MARLI: Yeah, it’s that not everything that can work for everybody, so some people are disappointed, which is totally understandable. I do feel for them, when they see this celebrated brand, or they see their friends, or see the people they’re following posting about how great it is for them, and then, it doesn’t work, or they received the wrong size, and they are upset. So yeah, and I don’t think it’s anything besides it is just not being able to work for some people. There’s also, just your regular shipping incidences and stuff, but we really do our best to  try to make people happy. If we know we sent the wrong thing we are accountable to that. We even have a policy where, if people email us and get sizing help, and they received the binder and it still doesn’t fit, then we  make sure we cover all the exchange, shipping and everything, because you want to take accountability for that.

KELLY REDDY-BEST: Which is nice! It’s difficult to get sizing right over the internet. Sizing is so difficult in general. [laughs]

MARLI: Yeah, especially for this. I was looking at the exchange percentage for online clothing companies, and we have a lower than average exchange percentage, which is really awesome considering that it’s something that is so tight, and really needs to fit properly. So that was pretty nice to see. We have some people that just order and don’t want to ask for help, which I also get, but our binders were sized for a smaller frame. They are not for male’s frame so, I’m a size Large and I’m the small-medium range for other apparel, so a lot of people will order and get things that are really too small. We really try to emphasize, without scaring people, that they really need to get their own size.

KELLY REDDY-BEST: Can you just talk about how you consider sustainability and ethical business model practices?

MARLI: Sustainability is just really hard as a start-up, and definitely as a company that ships a lot of stuff, it is something that me and my partner are concerned about. It is hard also as a startup, because you need to really know, where the budget is, and not necessarily knowing where all that will fall in the first week or first few years. You don’t know what could change.  So that’s definitely a challenge that we want to take on in the future. I think sustainability definitely making sure everything is made in the USA. It’s in the office itself, no one is paid minimum wage, everyone is paid above that. Everyone that is full-time has the option to get healthcare.  It’s not dependent on how long they’ve worked here, or their salary. We recently added a policy, because we actually haven’t had any of our employees get surgery until this year, so we needed a policy to allow employees go live somewhere for any gender affirming surgery, for a paid two weeks. That’s so much a parental thing. So, I’m just making sure that things are as taken care of as much as possible and to our office and our community specifications. We are changing and adding a few new policies. We initially started a policy to transport people with Uber-lift, just to make sure everyone got here.
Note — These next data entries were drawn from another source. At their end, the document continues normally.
//! Remote account store.
//!
//! The account document is shared by this client, the server-side functions
//! and the partner's client. Writes are therefore always partial merges of
//! the named fields; a whole-document overwrite would clobber concurrent
//! partner-side writes.

use crate::config::CloudConfig;
use crate::error::{CloudError, CloudResult};
use crate::http::{HttpBase, error_for_status, send_error};
use async_trait::async_trait;
use reqwest::StatusCode;
use serde::{Deserialize, Serialize};
use tandem_types::{AccountId, PartnerId, PlanType};
use tracing::debug;

/// The entitlement-relevant fields of an account document.
#[derive(Debug, Clone, Default, PartialEq, Eq, Serialize, Deserialize)]
#[serde(rename_all = "camelCase", default)]
pub struct AccountDocument {
    /// The authoritative subscribed flag.
    pub is_subscribed: bool,
    /// `"monthly"` / `"annual"` when subscribed.
    pub subscription_type: Option<String>,
    /// The linked partner, if any.
    pub partner_id: Option<PartnerId>,
}

impl AccountDocument {
    /// Parses `subscription_type` into a plan, ignoring unknown values.
    pub fn plan_type(&self) -> Option<PlanType> {
        self.subscription_type.as_deref().and_then(|s| s.parse().ok())
    }
}

/// A partial update. Only the fields that are `Some` are written.
#[derive(Debug, Clone, Default, PartialEq, Eq, Serialize, Deserialize)]
#[serde(rename_all = "camelCase")]
pub struct AccountUpdate {
    #[serde(skip_serializing_if = "Option::is_none")]
    pub is_subscribed: Option<bool>,
    #[serde(skip_serializing_if = "Option::is_none")]
    pub subscription_type: Option<String>,
}

impl AccountUpdate {
    /// An update that marks the account subscribed on the given plan.
    pub fn subscribed(plan: Option<PlanType>) -> Self {
        Self {
            is_subscribed: Some(true),
            subscription_type: plan.map(|p| p.as_str().to_string()),
        }
    }

    /// Returns the names of the fields this update touches, in wire form.
    pub fn field_mask(&self) -> Vec<&'static str> {
        let mut fields = Vec::new();
        if self.is_subscribed.is_some() {
            fields.push("isSubscribed");
        }
        if self.subscription_type.is_some() {
            fields.push("subscriptionType");
        }
        fields
    }

    /// Returns true if the update would write nothing.
    pub fn is_empty(&self) -> bool {
        self.field_mask().is_empty()
    }

    /// Applies this update onto a document with merge semantics.
    pub fn apply_to(&self, doc: &mut AccountDocument) {
        if let Some(subscribed) = self.is_subscribed {
            doc.is_subscribed = subscribed;
        }
        if let Some(plan) = &self.subscription_type {
            doc.subscription_type = Some(plan.clone());
        }
    }
}

/// Point reads and partial updates of account documents.
#[async_trait]
pub trait AccountStore: Send + Sync {
    /// Reads an account document. `Ok(None)` means the document does not
    /// exist (the account was removed).
    async fn get_account(&self, account: &AccountId) -> CloudResult<Option<AccountDocument>>;

    /// Merges the given fields into an existing document.
    async fn merge_fields(&self, account: &AccountId, update: &AccountUpdate) -> CloudResult<()>;
}

/// Account store backed by the REST document API.
pub struct HttpAccountStore {
    http: HttpBase,
}

impl HttpAccountStore {
    /// Creates a store client.
    pub fn new(config: CloudConfig) -> CloudResult<Self> {
        Ok(Self {
            http: HttpBase::new(config)?,
        })
    }

    /// Replaces the bearer token used for subsequent requests.
    pub async fn set_id_token(&self, token: Option<String>) {
        self.http.set_id_token(token).await;
    }

    fn document_url(&self, account: &AccountId) -> String {
        self.http.config.store_url(&format!("accounts/{account}"))
    }
}

#[async_trait]
impl AccountStore for HttpAccountStore {
    async fn get_account(&self, account: &AccountId) -> CloudResult<Option<AccountDocument>> {
        let request = self.http.client.get(self.document_url(account));
        let response = self
            .http
            .authorize(request)
            .await
            .send()
            .await
            .map_err(send_error)?;

        match response.status() {
            StatusCode::NOT_FOUND => {
                debug!(%account, "account document not found");
                Ok(None)
            }
            s if s.is_success() => Ok(Some(response.json().await?)),
            _ => Err(error_for_status(response).await),
        }
    }

    async fn merge_fields(&self, account: &AccountId, update: &AccountUpdate) -> CloudResult<()> {
        if update.is_empty() {
            return Ok(());
        }

        let mask = update.field_mask().join(",");
        let request = self
            .http
            .client
            .patch(self.document_url(account))
            .query(&[("updateMask", mask.as_str())])
            .json(update);
        let response = self
            .http
            .authorize(request)
            .await
            .send()
            .await
            .map_err(send_error)?;

        match response.status() {
            StatusCode::NOT_FOUND => Err(CloudError::NotFound(format!("account {account}"))),
            s if s.is_success() => {
                debug!(%account, fields = %mask, "merged account fields");
                Ok(())
            }
            _ => Err(error_for_status(response).await),
        }
    }
}
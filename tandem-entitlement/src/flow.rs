//! User-initiated purchase flow.

use crate::config::ProductCatalog;
use crate::error::PurchaseError;
use crate::identity::AccountIdentity;
use crate::provider::FlowParams;
use crate::supervisor::ConnectionSupervisor;
use std::sync::Arc;
use tandem_types::{PlanType, ProductId, ResultCode};
use tracing::{debug, info, warn};

/// What happened when the purchase UI was requested.
///
/// `Launched` only means the UI was shown. The purchase result arrives
/// later as a provider event.
#[derive(Debug, Clone, PartialEq, Eq)]
pub enum FlowOutcome {
    Launched { product_id: ProductId },
    /// The user already owns the product.
    AlreadyOwned,
    /// The user dismissed the UI.
    Cancelled,
}

/// Launches the provider's purchase UI for a plan.
pub struct PurchaseFlowController {
    supervisor: Arc<ConnectionSupervisor>,
    catalog: ProductCatalog,
    identity: Arc<dyn AccountIdentity>,
}

impl PurchaseFlowController {
    pub fn new(
        supervisor: Arc<ConnectionSupervisor>,
        catalog: ProductCatalog,
        identity: Arc<dyn AccountIdentity>,
    ) -> Self {
        Self {
            supervisor,
            catalog,
            identity,
        }
    }

    /// Requests the purchase UI for `plan`.
    ///
    /// Fails fast with [`PurchaseError::NotConnected`] unless the provider
    /// connection is ready, and with [`PurchaseError::ProductUnavailable`]
    /// when the listing or its offer is missing.
    pub async fn purchase(&self, plan: PlanType) -> Result<FlowOutcome, PurchaseError> {
        if !self.supervisor.is_connected() {
            debug!(%plan, "Purchase requested while disconnected");
            return Err(PurchaseError::NotConnected);
        }

        let product_id = self.catalog.product_for(plan).clone();
        let details = match self.supervisor.query_product(&product_id).await {
            Ok(Some(details)) => details,
            Ok(None) => {
                warn!(product = %product_id, "Product not listed by provider");
                return Err(PurchaseError::ProductUnavailable(product_id));
            }
            Err(code) => {
                warn!(product = %product_id, ?code, "Product query failed");
                return Err(map_code(code, product_id));
            }
        };

        let Some(offer_token) = details.offer_token.filter(|t| !t.is_empty()) else {
            warn!(product = %product_id, "Product has no offer token");
            return Err(PurchaseError::ProductUnavailable(product_id));
        };

        let params = FlowParams {
            product_id: product_id.clone(),
            offer_token,
            obfuscated_account_id: self.identity.current_account(),
        };
        match self.supervisor.launch_purchase_flow(&params).await {
            ResultCode::Ok => {
                info!(product = %product_id, "Purchase flow launched");
                Ok(FlowOutcome::Launched { product_id })
            }
            ResultCode::UserCancelled => Ok(FlowOutcome::Cancelled),
            ResultCode::ItemAlreadyOwned => Ok(FlowOutcome::AlreadyOwned),
            code => {
                warn!(product = %product_id, ?code, "Purchase flow launch failed");
                Err(map_code(code, product_id))
            }
        }
    }
}

fn map_code(code: ResultCode, product_id: ProductId) -> PurchaseError {
    PurchaseError::from_result_code(code).unwrap_or(PurchaseError::ProductUnavailable(product_id))
}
Now that it’s grown, it’s definitely a larger cost than what we started with, but it’s something we’re able still work out covering almost every month. We want to be able to keep it and not have it misused. It’s definitely a balanced turn to offer things for our community, and for our employees but let’s not have it taken too far. Um … yeah.  is that good for …

KELLY REDDY-BEST: Yeah. That’s awesome, and it seems like you definitely think about  people’s experiences in the office, and  not only in the office, but the actions outside, which can be just as important as inside the space.

MARLI: Yeah, especially in this climate and, I think where we are based in Maryland isn’t  necessarily any place to really worry about stuff, because it’s not super urban where you never really know what you’ll encounter, but it’s not…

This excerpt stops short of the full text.